Les pressions s’accumulent sur l’UE, afin qu’elle engage des actions. En janvier, Eira Thomas, PDG de Lucara Diamond Corp., avait appelé à l’application de sanctions dans un entretien avec le Financial Times. Alexander De Croo lui-même – qui avait précédemment déclaré que la Belgique ne s’opposerait pas aux mesures, mais que celles-ci ne feraient qu’aider des concurrents comme Dubaï – a publiquement qualifié les marchandises russes de « diamants du conflit » au cours de la semaine du 23 janvier.

Une démarche inutile ?

Les importations de diamants russes non industriels en Belgique ont chuté d’environ 80 % depuis juillet 2022, d’après les estimations de personnes informées de l’UE.

« S’ils envisagent d’appliquer un quota de 30 % sur les diamants russes par rapport au début de la guerre, c’est quasiment inutile, car le marché a déjà beaucoup chuté », a déclaré à Rapaport News Kathleen Van Brempt, membre belge du parlement européen favorable à un jeu de sanctions exhaustif.

Cette baisse est due à l’interdiction partielle des États-Unis et aux boycotts implicites des acheteurs et des détaillants.

« S’ils savaient qu’ils portent des diamants russes, la plupart des consommateurs refuseraient ce type d’investissement », d’après cette femme politique, qui représente le parti social-démocrate Vooruit (En avant) et vit à Anvers.

Une approche internationale

Sans coopération internationale, les sanctions de l’UE ne feraient que déplacer les marchandises vers d’autres centres, d’après des personnes opposées au projet.

Le Antwerp World Diamond Centre (AWDC), qui a refusé de s’exprimer sur ces propositions spécifiques, estime depuis longtemps que des sanctions appliquées par l’UE uniquement nuiraient à l’industrie belge, sans impacter la Russie.
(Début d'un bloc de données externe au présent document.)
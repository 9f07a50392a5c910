use actix_web::{HttpRequest, HttpResponse, Result as ActixResult};
use tracing::info;

use super::{MaterialService, check_topic, topic_rejection};
use crate::models::materials::requests::CreateMaterialRequest;
use crate::models::{ApiResponse, ErrorCode};

pub async fn create_material(
    service: &MaterialService,
    request: &HttpRequest,
    material_data: CreateMaterialRequest,
) -> ActixResult<HttpResponse> {
    let material_data = match material_data.validate() {
        Ok(data) => data,
        Err(msg) => {
            return Ok(HttpResponse::BadRequest()
                .json(ApiResponse::error_empty(ErrorCode::ValidationFailed, msg)));
        }
    };

    let storage = service.get_storage(request);

    match check_topic(&storage, &material_data.topic_id, &material_data.course_id).await {
        Ok(check) => {
            if let Some(resp) = topic_rejection(check) {
                return Ok(resp);
            }
        }
        Err(e) => {
            return Ok(ApiResponse::<()>::from_error(
                &e,
                ErrorCode::MaterialCreationFailed,
                "Material creation failed",
            ));
        }
    }

    match storage.create_material(material_data).await {
        Ok(material) => {
            info!(
                "Material {} ({}) created in topic {}",
                material.id, material.item.item_type, material.topic_id
            );
            Ok(HttpResponse::Created()
                .json(ApiResponse::success(material, "Material created successfully")))
        }
        Err(e) => Ok(ApiResponse::<()>::from_error(
            &e,
            ErrorCode::MaterialCreationFailed,
            "Material creation failed",
        )),
    }
}
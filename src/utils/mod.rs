pub mod extractor;
pub mod jwt;
pub mod parameter_error_handler;
pub mod sql;
pub mod validate;

pub use extractor::{
    SafeCourseId, SafeMaterialId, SafeSubjectId, SafeTaskId, SafeTopicId, SubjectId,
};
pub use parameter_error_handler::json_error_handler;
pub use parameter_error_handler::query_error_handler;
pub use sql::escape_like_pattern;
use actix_web::{HttpRequest, HttpResponse, Result as ActixResult};
use tracing::info;

use super::CourseService;
use crate::middlewares::RequireSession;
use crate::models::courses::requests::CreateCourseRequest;
use crate::models::{ApiResponse, ErrorCode};

pub async fn create_course(
    service: &CourseService,
    request: &HttpRequest,
    course_data: CreateCourseRequest,
) -> ActixResult<HttpResponse> {
    let course_data = match course_data.validate() {
        Ok(data) => data,
        Err(msg) => {
            return Ok(HttpResponse::BadRequest()
                .json(ApiResponse::error_empty(ErrorCode::ValidationFailed, msg)));
        }
    };

    let storage = service.get_storage(request);

    match storage.create_course(course_data).await {
        Ok(course) => {
            let actor = RequireSession::extract_session_user(request)
                .map(|user| user.email)
                .unwrap_or_default();
            info!("Course {} created successfully by {}", course.course_code, actor);
            Ok(HttpResponse::Created()
                .json(ApiResponse::success(course, "Course created successfully")))
        }
        Err(e) => Ok(ApiResponse::<()>::from_error(
            &e,
            ErrorCode::CourseAlreadyExists,
            "Course creation failed",
        )),
    }
}
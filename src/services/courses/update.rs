use actix_web::{HttpRequest, HttpResponse, Result as ActixResult};
use tracing::info;

use super::CourseService;
use crate::errors::PortalError;
use crate::models::courses::requests::UpdateCourseRequest;
use crate::models::{ApiResponse, ErrorCode};

pub async fn update_course(
    service: &CourseService,
    request: &HttpRequest,
    course_id: String,
    update_data: UpdateCourseRequest,
) -> ActixResult<HttpResponse> {
    let update_data = match update_data.validate() {
        Ok(data) => data,
        Err(msg) => {
            return Ok(HttpResponse::BadRequest()
                .json(ApiResponse::error_empty(ErrorCode::ValidationFailed, msg)));
        }
    };

    let storage = service.get_storage(request);

    match storage.update_course(&course_id, update_data).await {
        Ok(Some(course)) => {
            info!("Course {} updated", course.id);
            Ok(HttpResponse::Ok().json(ApiResponse::success(course, "Course updated successfully")))
        }
        Ok(None) => Ok(HttpResponse::NotFound().json(ApiResponse::error_empty(
            ErrorCode::CourseNotFound,
            "Course not found",
        ))),
        Err(e @ PortalError::Conflict(_)) => Ok(ApiResponse::<()>::from_error(
            &e,
            ErrorCode::CourseAlreadyExists,
            "Course update failed",
        )),
        Err(e) => Ok(ApiResponse::<()>::from_error(
            &e,
            ErrorCode::CourseUpdateFailed,
            "Course update failed",
        )),
    }
}
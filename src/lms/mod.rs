//! LMS 远程课程数据获取
//!
//! `LmsApi` 是与 LMS 交互的唯一接缝，生产环境使用 [`LmsClient`]，测试中替换为内存实现。
//! [`LmsFetcher`] 负责把课程、模块、条目以及页面内嵌文件聚合成一个 [`LmsCourseBundle`]。
//!
//! [`LmsCourseBundle`]: crate::models::lms::LmsCourseBundle

pub mod batch;
mod client;
mod fetcher;
pub mod page_files;

pub use batch::{BatchOutcome, buffered_ordered, run_batch};
pub use client::LmsClient;
pub use fetcher::LmsFetcher;

#[cfg(test)]
pub(crate) use fetcher::tests as mock;

use crate::errors::Result;
use crate::models::lms::{LmsCourse, LmsFile, LmsModule, LmsModuleItem, LmsPage};

#[async_trait::async_trait]
pub trait LmsApi: Send + Sync {
    // 课程元数据（含学期与大纲）
    async fn get_course(&self, course_id: &str) -> Result<LmsCourse>;
    // 课程模块列表
    async fn list_modules(&self, course_id: &str) -> Result<Vec<LmsModule>>;
    // 模块下的条目
    async fn list_module_items(&self, course_id: &str, module_id: i64)
    -> Result<Vec<LmsModuleItem>>;
    // 页面正文
    async fn get_page(&self, course_id: &str, page_url: &str) -> Result<LmsPage>;
    // 将 File 条目的间接地址解析为下载地址
    async fn resolve_file(&self, api_url: &str) -> Result<LmsFile>;
}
Le brut d’ALROSA, dont l’État détient une participation de 33 %, a continué de circuler en Inde malgré la situation géopolitique, avec toutefois des volumes réduits.

Toute nouvelle restriction n’aurait qu’une « valeur cosmétique » car les importations sont déjà faibles, a déclaré un négociant de brut anversois sous couvert d’anonymat. « Cette faible quantité serait immédiatement détournée vers Mumbai via Dubaï ou irait directement à Mumbai, a-t-il poursuivi. Ça ne servirait donc à rien. »

Aucune excuse

Les nations du G7 – États-Unis, Royaume-Uni, Canada, France, Allemagne, Italie et Japon – ont discuté de l’introduction de « règles contraignantes » sur le marché des diamants russes, a déclaré Kathleen Van Brempt. Toutefois, d’après elle, l’absence d’approche unifiée que l’on connaît ne doit pas empêcher de faire appliquer les sanctions d’une manière ou d’une autre.

« Bien entendu, une fois que vous imposez des sanctions, toutes sortes de failles commencent à apparaître, a-t-elle admis. Oui, nous rencontrons un problème mais avançons et commençons à travailler sur ces failles. »

Le lancement initial du Kimberley Process (KP) a lui aussi été difficile car certains pays africains n’appliquaient que très peu de contrôles, a fait observer Kathleen Van Brempt. « Il faut donc accélérer et graduellement mettre en place un processus efficace. »

Un règlement en roupies

Les discussions s’engagent alors que l’Inde semble se diriger dans la direction opposée après avoir développé un mécanisme permettant de payer en roupies sur le marché international.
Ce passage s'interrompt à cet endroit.